路回越想越覺得這事有可能就是這樣:“這【山靈】看他現在的動作就知道他不是個什麽好的,那麽之前老李家都是怎麽供奉他的?既然他想要成神需要用別人的命來成就自己,那他之前想要得到力量,豈不是也是需要活祭品?”

太快的腦子了。

朱綠看著路回,再一次在心裏感嘆著。

和路回在一起,真的一下子就能跳關。

因為路回有時候都不需要線索,甚至是線索追著他跑。他很多時候都在線索前面,這也是為什麽有他在,出副本的時間都快了很多。

朱綠相信,他現在說的有些東西絕對是可以在副本裏找到線索的,但路回就是純靠自己的腦子推導出來了:“而且假設【山靈】的原種族是猴子的話,一個屬猴的、身體弱且陽氣不足的女孩子,對他來說更是大補。”

路回:“這樣也可以解釋為什麽衛曉黎在努力給我們留線索了。也許【山靈】沒有告訴他他妹妹的下落,又或者欺騙了他,但是他自己覺察到了,所以他還想要覆仇【山靈】。”

朱綠:“……”

路回說完這些後,松開了自己捏著自己指尖的手,有一種暢快感:“感覺劇情基本上就是這樣的故事了。”

朱綠:“你已經大結局了。”

路回揚眉,笑起來:“還早呢,我們現在最大的問題是‘解決小鎮的怪事’。”

怎麽解決?

如果真的是路回猜的那樣,一切的源頭都來自【山靈】,那麽他們肯定就是解決【山靈】。

但是【山靈】上哪兒找?而且他們真的打得過嗎?

路回喃喃:“規則。”

規則本限制的不僅是玩家,還有NPC和BOSS。

之前路回在《444療養院》的時候就說過了,規則本雖然玩起來很費勁,尤其是遇上還有隱藏規則的時候,特別要命。但規則本有一個最大的好處就是,無論BOSS的實力有多強,甚至強到他們根本沒有辦法過招,他們也可以智取。

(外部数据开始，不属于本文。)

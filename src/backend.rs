use std::fmt;
use std::sync::Arc;

use async_trait::async_trait;
use tracing::warn;

use crate::codec::EncodedLog;
use crate::config::{ConnectionConfig, Settings, DEFAULT_COLLECTION, DEFAULT_CONNECTION};
use crate::error::{ConfigError, StoreError};
use crate::store::{LogStore, RecordId, StoredRow};

#[cfg(feature = "document")]
use crate::document::DocumentStore;
#[cfg(feature = "relational")]
use crate::sql::SqlStore;

/// Backend family selected from a connection's driver.
#[derive(Debug, Clone, Copy, PartialEq, Eq)]
pub enum BackendKind {
    Relational,
    Document,
}

/// Where records of one [`LogToDb`](crate::dispatcher::LogToDb) instance go.
///
/// Resolved once at construction and never changed afterwards.
#[derive(Debug, Clone, PartialEq, Eq)]
pub struct StorageConfig {
    /// Name of the entry in the database registry.
    pub connection: String,
    /// Table or index name.
    pub collection: String,
    pub kind: BackendKind,
    /// The registry entry for `connection`.
    pub database: ConnectionConfig,
}

fn non_empty(value: Option<&str>) -> Option<&str> {
    value.filter(|v| !v.trim().is_empty())
}

/// Resolve the connection, collection and backend kind for a new instance.
///
/// Per field, a configured channel's value wins over the explicit argument,
/// which wins over the global setting. The collection defaults to `"log"`.
/// A connection name that is empty, `"default"` or missing from the registry
/// falls back to the registry's default connection; if that has no entry
/// either, resolution fails.
pub fn resolve(
    settings: &Settings,
    explicit_connection: Option<&str>,
    explicit_collection: Option<&str>,
    channel: Option<&str>,
) -> Result<StorageConfig, ConfigError> {
    let channel_config = non_empty(channel).and_then(|name| settings.channels.get(name));

    let requested_connection = non_empty(channel_config.and_then(|c| c.connection.as_deref()))
        .or_else(|| non_empty(explicit_connection))
        .or_else(|| non_empty(settings.connection.as_deref()));

    let collection = non_empty(channel_config.and_then(|c| c.collection.as_deref()))
        .or_else(|| non_empty(explicit_collection))
        .or_else(|| non_empty(Some(settings.collection.as_str())))
        .unwrap_or(DEFAULT_COLLECTION)
        .to_string();

    let registry = &settings.database.connections;
    let connection = match requested_connection {
        Some(name) if name != DEFAULT_CONNECTION && registry.contains_key(name) => name.to_string(),
        Some(name) if name != DEFAULT_CONNECTION => {
            warn!(
                target: "log_to_db::backend",
                connection = name,
                fallback = %settings.database.default,
                "unknown connection, using the default one"
            );
            settings.database.default.clone()
        }
        _ => settings.database.default.clone(),
    };

    let database = registry
        .get(&connection)
        .cloned()
        .ok_or_else(|| ConfigError::MissingConnection(connection.clone()))?;

    let kind = if database.is_document() {
        BackendKind::Document
    } else {
        BackendKind::Relational
    };

    if !is_valid_collection(&collection, kind) {
        return Err(ConfigError::InvalidCollection(collection));
    }

    Ok(StorageConfig {
        connection,
        collection,
        kind,
        database,
    })
}

// Relational names are spliced into SQL, so `-` is only allowed for indices.
fn is_valid_collection(name: &str, kind: BackendKind) -> bool {
    !name.is_empty()
        && name.chars().all(|c| {
            c.is_ascii_alphanumeric()
                || c == '_'
                || c == '.'
                || (c == '-' && kind == BackendKind::Document)
        })
}

/// The store a [`LogToDb`](crate::dispatcher::LogToDb) writes to.
///
/// Downstream code only uses the [`LogStore`] capability set; the variant is
/// chosen once by [`StoreHandle::open`].
#[derive(Clone)]
pub enum StoreHandle {
    #[cfg(feature = "relational")]
    Relational(SqlStore),
    #[cfg(feature = "document")]
    Document(DocumentStore),
    /// A store supplied by the application through a custom model.
    Custom(Arc<dyn LogStore>),
}

impl StoreHandle {
    /// Open the store for `storage`.
    ///
    /// A custom model takes precedence and is returned as is. Document
    /// stores come back already bound to the connection and collection.
    pub fn open(
        storage: &StorageConfig,
        custom: Option<Arc<dyn LogStore>>,
    ) -> Result<Self, ConfigError> {
        if let Some(store) = custom {
            return Ok(StoreHandle::Custom(store));
        }

        match storage.kind {
            BackendKind::Relational => {
                #[cfg(feature = "relational")]
                {
                    let store = SqlStore::connect_lazy(
                        &storage.connection,
                        &storage.database,
                        &storage.collection,
                    )
                    .map_err(|source| ConfigError::StoreOpen {
                        kind: BackendKind::Relational,
                        connection: storage.connection.clone(),
                        source,
                    })?;
                    Ok(StoreHandle::Relational(store))
                }

                #[cfg(not(feature = "relational"))]
                {
                    Err(ConfigError::BackendDisabled(BackendKind::Relational))
                }
            }
            BackendKind::Document => {
                #[cfg(feature = "document")]
                {
                    let mut store = DocumentStore::new(&storage.database);
                    store.bind(&storage.connection, &storage.collection);
                    Ok(StoreHandle::Document(store))
                }

                #[cfg(not(feature = "document"))]
                {
                    Err(ConfigError::BackendDisabled(BackendKind::Document))
                }
            }
        }
    }

    fn as_store(&self) -> &dyn LogStore {
        match self {
            #[cfg(feature = "relational")]
            StoreHandle::Relational(store) => store,
            #[cfg(feature = "document")]
            StoreHandle::Document(store) => store,
            StoreHandle::Custom(store) => store.as_ref(),
        }
    }
}

impl fmt::Debug for StoreHandle {
    fn fmt(&self, f: &mut fmt::Formatter<'_>) -> fmt::Result {
        match self {
            #[cfg(feature = "relational")]
            StoreHandle::Relational(store) => f
                .debug_struct("Relational")
                .field("connection", &store.connection())
                .field("table", &store.table())
                .finish(),
            #[cfg(feature = "document")]
            StoreHandle::Document(store) => f
                .debug_struct("Document")
                .field("connection", &store.connection())
                .field("index", &store.index())
                .finish(),
            StoreHandle::Custom(_) => f.write_str("Custom"),
        }
    }
}

#[async_trait]
impl LogStore for StoreHandle {
    async fn insert(&self, log: &EncodedLog) -> Result<RecordId, StoreError> {
        self.as_store().insert(log).await
    }

    async fn count(&self) -> Result<u64, StoreError> {
        self.as_store().count().await
    }

    async fn latest(&self, limit: u64) -> Result<Vec<StoredRow>, StoreError> {
        self.as_store().latest(limit).await
    }

    async fn delete_where_id_not_in(&self, keep: &[RecordId]) -> Result<u64, StoreError> {
        self.as_store().delete_where_id_not_in(keep).await
    }

    async fn select_unix_time_at_most(&self, cutoff: i64) -> Result<Vec<StoredRow>, StoreError> {
        self.as_store().select_unix_time_at_most(cutoff).await
    }

    async fn delete_all(&self, ids: &[RecordId]) -> Result<u64, StoreError> {
        self.as_store().delete_all(ids).await
    }
}

#[cfg(test)]
mod tests {
    use super::*;
    use crate::config::ChannelConfig;
    use crate::memory_store::MemoryStore;

    fn settings() -> Settings {
        Settings::default()
            .with_default_connection("main")
            .with_connection("main", ConnectionConfig::new("sqlite", "sqlite::memory:"))
            .with_connection("archive", ConnectionConfig::new("postgres", "postgres://db/archive"))
            .with_connection("search", ConnectionConfig::new("opensearch", "http://search:9200"))
            .with_channel(
                "audit",
                ChannelConfig {
                    connection: Some("archive".into()),
                    collection: Some("audit_log".into()),
                },
            )
            .with_channel(
                "partial",
                ChannelConfig {
                    connection: None,
                    collection: Some("partial_log".into()),
                },
            )
    }

    #[test]
    fn defaults_to_log_collection_on_default_connection() {
        let storage = resolve(&settings(), None, None, None).unwrap();
        assert_eq!(storage.connection, "main");
        assert_eq!(storage.collection, "log");
        assert_eq!(storage.kind, BackendKind::Relational);
    }

    #[test]
    fn channel_values_win_over_explicit_ones() {
        let storage = resolve(&settings(), Some("search"), Some("other"), Some("audit")).unwrap();
        assert_eq!(storage.connection, "archive");
        assert_eq!(storage.collection, "audit_log");
    }

    #[test]
    fn channel_fields_fall_back_individually() {
        let storage = resolve(&settings(), Some("archive"), Some("other"), Some("partial")).unwrap();
        assert_eq!(storage.connection, "archive");
        assert_eq!(storage.collection, "partial_log");
    }

    #[test]
    fn unknown_channel_uses_explicit_values() {
        let storage = resolve(&settings(), Some("archive"), Some("jobs"), Some("nope")).unwrap();
        assert_eq!(storage.connection, "archive");
        assert_eq!(storage.collection, "jobs");
    }

    #[test]
    fn default_sentinel_and_unknown_names_use_registry_default() {
        let storage = resolve(&settings(), Some("default"), None, None).unwrap();
        assert_eq!(storage.connection, "main");

        let storage = resolve(&settings(), Some("missing"), None, None).unwrap();
        assert_eq!(storage.connection, "main");
    }

    #[test]
    fn document_driver_selects_document_backend() {
        let storage = resolve(&settings(), Some("search"), Some("app-logs"), None).unwrap();
        assert_eq!(storage.kind, BackendKind::Document);
    }

    #[test]
    fn missing_default_connection_is_fatal() {
        let settings = Settings::default();
        let err = resolve(&settings, None, None, None).unwrap_err();
        assert!(matches!(err, ConfigError::MissingConnection(name) if name == "default"));
    }

    #[test]
    fn unsafe_collection_names_are_rejected() {
        let err = resolve(&settings(), None, Some("log; DROP TABLE x"), None).unwrap_err();
        assert!(matches!(err, ConfigError::InvalidCollection(_)));

        let err = resolve(&settings(), None, Some("app-logs"), None).unwrap_err();
        assert!(matches!(err, ConfigError::InvalidCollection(_)));
    }

    #[test]
    fn custom_model_takes_precedence() {
        let storage = resolve(&settings(), Some("search"), None, None).unwrap();
        let custom: Arc<dyn LogStore> = Arc::new(MemoryStore::new());
        let handle = StoreHandle::open(&storage, Some(custom)).unwrap();
        assert!(matches!(handle, StoreHandle::Custom(_)));
    }

    #[cfg(feature = "document")]
    #[test]
    fn document_handle_is_bound_on_open() {
        let storage = resolve(&settings(), Some("search"), Some("app-logs"), None).unwrap();
        match StoreHandle::open(&storage, None).unwrap() {
            StoreHandle::Document(store) => {
                assert_eq!(store.connection(), "search");
                assert_eq!(store.index(), "app-logs");
            }
            other => panic!("expected document store, got {:?}", other),
        }
    }
}
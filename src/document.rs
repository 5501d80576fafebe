use crate::codec::EncodedLog;
use crate::config::ConnectionConfig;
use crate::error::StoreError;
use crate::store::{LogStore, RecordId, StoredRow};
use async_trait::async_trait;
use reqwest::{Client, RequestBuilder, Response};
use serde_json::{json, Value};
use std::future::Future;

/// Documents requested per `_search` page; the default `max_result_window`.
const PAGE_SIZE: u64 = 10_000;

/// Document store backed by an OpenSearch-compatible REST API.
///
/// Each record is one document in the bound index; the index name is the
/// resolved collection. Writes and deletes ask for a refresh so that counts
/// and searches issued right after them observe the change.
#[derive(Clone)]
pub struct DocumentStore {
    client: Client,
    /// Base URL of the cluster, e.g. "http://localhost:9200".
    base_url: String,
    username: Option<String>,
    password: Option<String>,
    connection: String,
    index: String,
}

impl DocumentStore {
    /// Create an unbound store for `config`; call [`DocumentStore::bind`]
    /// before use.
    pub fn new(config: &ConnectionConfig) -> Self {
        DocumentStore {
            client: Client::new(),
            base_url: config.url.trim_end_matches('/').to_string(),
            username: config.username.clone(),
            password: config.password.clone(),
            connection: String::new(),
            index: String::new(),
        }
    }

    /// Attach the connection name and target index.
    pub fn bind(&mut self, connection: &str, index: &str) {
        self.connection = connection.to_string();
        self.index = index.to_string();
    }

    pub fn connection(&self) -> &str {
        &self.connection
    }

    pub fn index(&self) -> &str {
        &self.index
    }

    fn url(&self, path: &str) -> String {
        format!(
            "{}/{}/{}",
            self.base_url,
            urlencoding::encode(&self.index),
            path
        )
    }

    fn authed(&self, request: RequestBuilder) -> RequestBuilder {
        match &self.username {
            Some(user) => request.basic_auth(user, self.password.as_ref()),
            None => request,
        }
    }

    async fn send_json(&self, request: RequestBuilder) -> Result<Value, StoreError> {
        let resp = self.authed(request).send().await?;
        read_json(resp).await
    }

    /// Run `query` newest first, paging until `limit` rows (or every match
    /// when `None`) have been read.
    async fn search(&self, query: Option<Value>, limit: Option<u64>) -> Result<Vec<StoredRow>, StoreError> {
        collect_pages(
            |body| self.send_json(self.client.post(self.url("_search")).json(&body)),
            query.as_ref(),
            limit,
            PAGE_SIZE,
        )
        .await
    }

    async fn delete_by_query(&self, query: Value) -> Result<u64, StoreError> {
        let resp = self
            .send_json(
                self.client
                    .post(self.url("_delete_by_query?refresh=true&conflicts=proceed"))
                    .json(&json!({ "query": query })),
            )
            .await?;
        resp.get("deleted")
            .and_then(Value::as_u64)
            .ok_or_else(|| StoreError::UnexpectedResponse(resp.to_string()))
    }
}

async fn read_json(resp: Response) -> Result<Value, StoreError> {
    let status = resp.status();
    if status.is_success() {
        Ok(resp.json::<Value>().await?)
    } else {
        let body = resp.text().await.unwrap_or_else(|_| "<no body>".to_string());
        Err(StoreError::Status {
            status: status.as_u16(),
            body,
        })
    }
}

fn doc_ids(ids: &[RecordId]) -> Vec<String> {
    ids.iter().map(|id| id.to_string()).collect()
}

/// One `_search` page, newest first. `_id` breaks `unix_time` ties so
/// `search_after` never skips or repeats a document.
pub(crate) fn page_body(query: Option<&Value>, size: u64, after: Option<&Value>) -> Value {
    let mut body = json!({
        "size": size,
        "sort": [
            { "unix_time": { "order": "desc" } },
            { "_id": { "order": "asc" } }
        ],
    });
    if let Some(query) = query {
        body["query"] = query.clone();
    }
    if let Some(after) = after {
        body["search_after"] = after.clone();
    }
    body
}

pub(crate) fn unix_time_at_most_query(cutoff: i64) -> Value {
    json!({ "range": { "unix_time": { "lte": cutoff } } })
}

/// Sort values of the last hit, the cursor for the next page.
fn last_sort(resp: &Value) -> Option<Value> {
    resp.pointer("/hits/hits")
        .and_then(Value::as_array)
        .and_then(|hits| hits.last())
        .and_then(|hit| hit.get("sort"))
        .cloned()
}

/// Drive `fetch` through `search_after` pages of at most `page_size` hits.
///
/// Stops at `limit` rows, on a short page, or when a page carries no sort
/// cursor.
pub(crate) async fn collect_pages<F, Fut>(
    mut fetch: F,
    query: Option<&Value>,
    limit: Option<u64>,
    page_size: u64,
) -> Result<Vec<StoredRow>, StoreError>
where
    F: FnMut(Value) -> Fut,
    Fut: Future<Output = Result<Value, StoreError>>,
{
    let mut rows = Vec::new();
    let mut after: Option<Value> = None;

    loop {
        let size = match limit {
            Some(limit) => limit.saturating_sub(rows.len() as u64).min(page_size),
            None => page_size,
        };
        if size == 0 {
            break;
        }

        let resp = fetch(page_body(query, size, after.as_ref())).await?;
        let page = parse_hits(&resp)?;
        let fetched = page.len() as u64;
        rows.extend(page);

        after = last_sort(&resp);
        if fetched < size || after.is_none() {
            break;
        }
    }

    Ok(rows)
}

pub(crate) fn not_in_ids_query(keep: &[RecordId]) -> Value {
    if keep.is_empty() {
        json!({ "match_all": {} })
    } else {
        json!({ "bool": { "must_not": { "ids": { "values": doc_ids(keep) } } } })
    }
}

pub(crate) fn in_ids_query(ids: &[RecordId]) -> Value {
    json!({ "ids": { "values": doc_ids(ids) } })
}

/// Turn a `_search` response into rows.
pub(crate) fn parse_hits(resp: &Value) -> Result<Vec<StoredRow>, StoreError> {
    let hits = resp
        .pointer("/hits/hits")
        .and_then(Value::as_array)
        .ok_or_else(|| StoreError::UnexpectedResponse(resp.to_string()))?;

    hits.iter()
        .map(|hit| {
            let id = hit
                .get("_id")
                .and_then(Value::as_str)
                .ok_or_else(|| StoreError::UnexpectedResponse(hit.to_string()))?;
            let source = hit.get("_source").cloned().unwrap_or(Value::Null);
            Ok(StoredRow {
                id: RecordId::Key(id.to_string()),
                log: serde_json::from_value(source)?,
            })
        })
        .collect()
}

#[async_trait]
impl LogStore for DocumentStore {
    async fn insert(&self, log: &EncodedLog) -> Result<RecordId, StoreError> {
        let resp = self
            .send_json(
                self.client
                    .post(self.url("_doc?refresh=wait_for"))
                    .json(log),
            )
            .await?;

        resp.get("_id")
            .and_then(Value::as_str)
            .map(|id| RecordId::Key(id.to_string()))
            .ok_or_else(|| StoreError::UnexpectedResponse(resp.to_string()))
    }

    async fn count(&self) -> Result<u64, StoreError> {
        let resp = self.send_json(self.client.get(self.url("_count"))).await?;
        resp.get("count")
            .and_then(Value::as_u64)
            .ok_or_else(|| StoreError::UnexpectedResponse(resp.to_string()))
    }

    async fn latest(&self, limit: u64) -> Result<Vec<StoredRow>, StoreError> {
        self.search(None, Some(limit)).await
    }

    async fn delete_where_id_not_in(&self, keep: &[RecordId]) -> Result<u64, StoreError> {
        self.delete_by_query(not_in_ids_query(keep)).await
    }

    async fn select_unix_time_at_most(&self, cutoff: i64) -> Result<Vec<StoredRow>, StoreError> {
        self.search(Some(unix_time_at_most_query(cutoff)), None).await
    }

    async fn delete_all(&self, ids: &[RecordId]) -> Result<u64, StoreError> {
        if ids.is_empty() {
            return Ok(0);
        }
        self.delete_by_query(in_ids_query(ids)).await
    }
}
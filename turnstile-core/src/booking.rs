use chrono::{DateTime, Utc};
use serde::{Deserialize, Serialize};
use uuid::Uuid;

use crate::{BookingError, BookingResult};

#[derive(Debug, Clone, Copy, PartialEq, Eq, Serialize, Deserialize)]
pub enum BookingStatus {
    Pending,
    Confirmed,
    Failed,
}

impl BookingStatus {
    pub fn as_str(&self) -> &'static str {
        match self {
            BookingStatus::Pending => "Pending",
            BookingStatus::Confirmed => "Confirmed",
            BookingStatus::Failed => "Failed",
        }
    }

    pub fn parse(value: &str) -> BookingResult<Self> {
        match value {
            "Pending" => Ok(BookingStatus::Pending),
            "Confirmed" => Ok(BookingStatus::Confirmed),
            "Failed" => Ok(BookingStatus::Failed),
            other => Err(BookingError::Storage(format!(
                "unknown booking status: {other}"
            ))),
        }
    }
}

/// One buyer's claim on one unit of a ticket pool. Born `Pending` at the
/// admission edge, it travels the intent queue as JSON and only becomes
/// `Confirmed` (or `Failed`) once settlement writes it to the ledger.
#[derive(Debug, Clone, PartialEq, Serialize, Deserialize)]
#[serde(rename_all = "camelCase")]
pub struct Booking {
    pub id: Uuid,
    pub ticket_id: Uuid,
    pub buyer_id: Uuid,
    pub status: BookingStatus,
    pub created_at: DateTime<Utc>,
}

impl Booking {
    pub fn new(ticket_id: Uuid, buyer_id: Uuid) -> Self {
        Self {
            id: Uuid::new_v4(),
            ticket_id,
            buyer_id,
            status: BookingStatus::Pending,
            created_at: Utc::now(),
        }
    }

    pub fn confirm(&mut self) {
        self.status = BookingStatus::Confirmed;
    }

    pub fn fail(&mut self) {
        self.status = BookingStatus::Failed;
    }
}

只要利用規則,只要讓BOSS犯他不能犯的規則,那他們就可以拿下BOSS。

會和【過河】有關系嗎?

路回捏了捏眉心:“我們得去一趟老李家。”

畢竟是他們家世代供奉【山靈】,說不定在他們那兒可以找到【山靈】的線索。

但是現在已經很晚,他們也不知道老李家在哪兒,他們只能等到明天。

朱綠還是睡回衛曉黎給她安排的房間,路回和明照臨則是睡在了衛曉黎的房間。

床有點窄,但是比學校裏的床還是要寬敞很多,路回很自然地枕上明照臨的胳膊,閉上了眼睛。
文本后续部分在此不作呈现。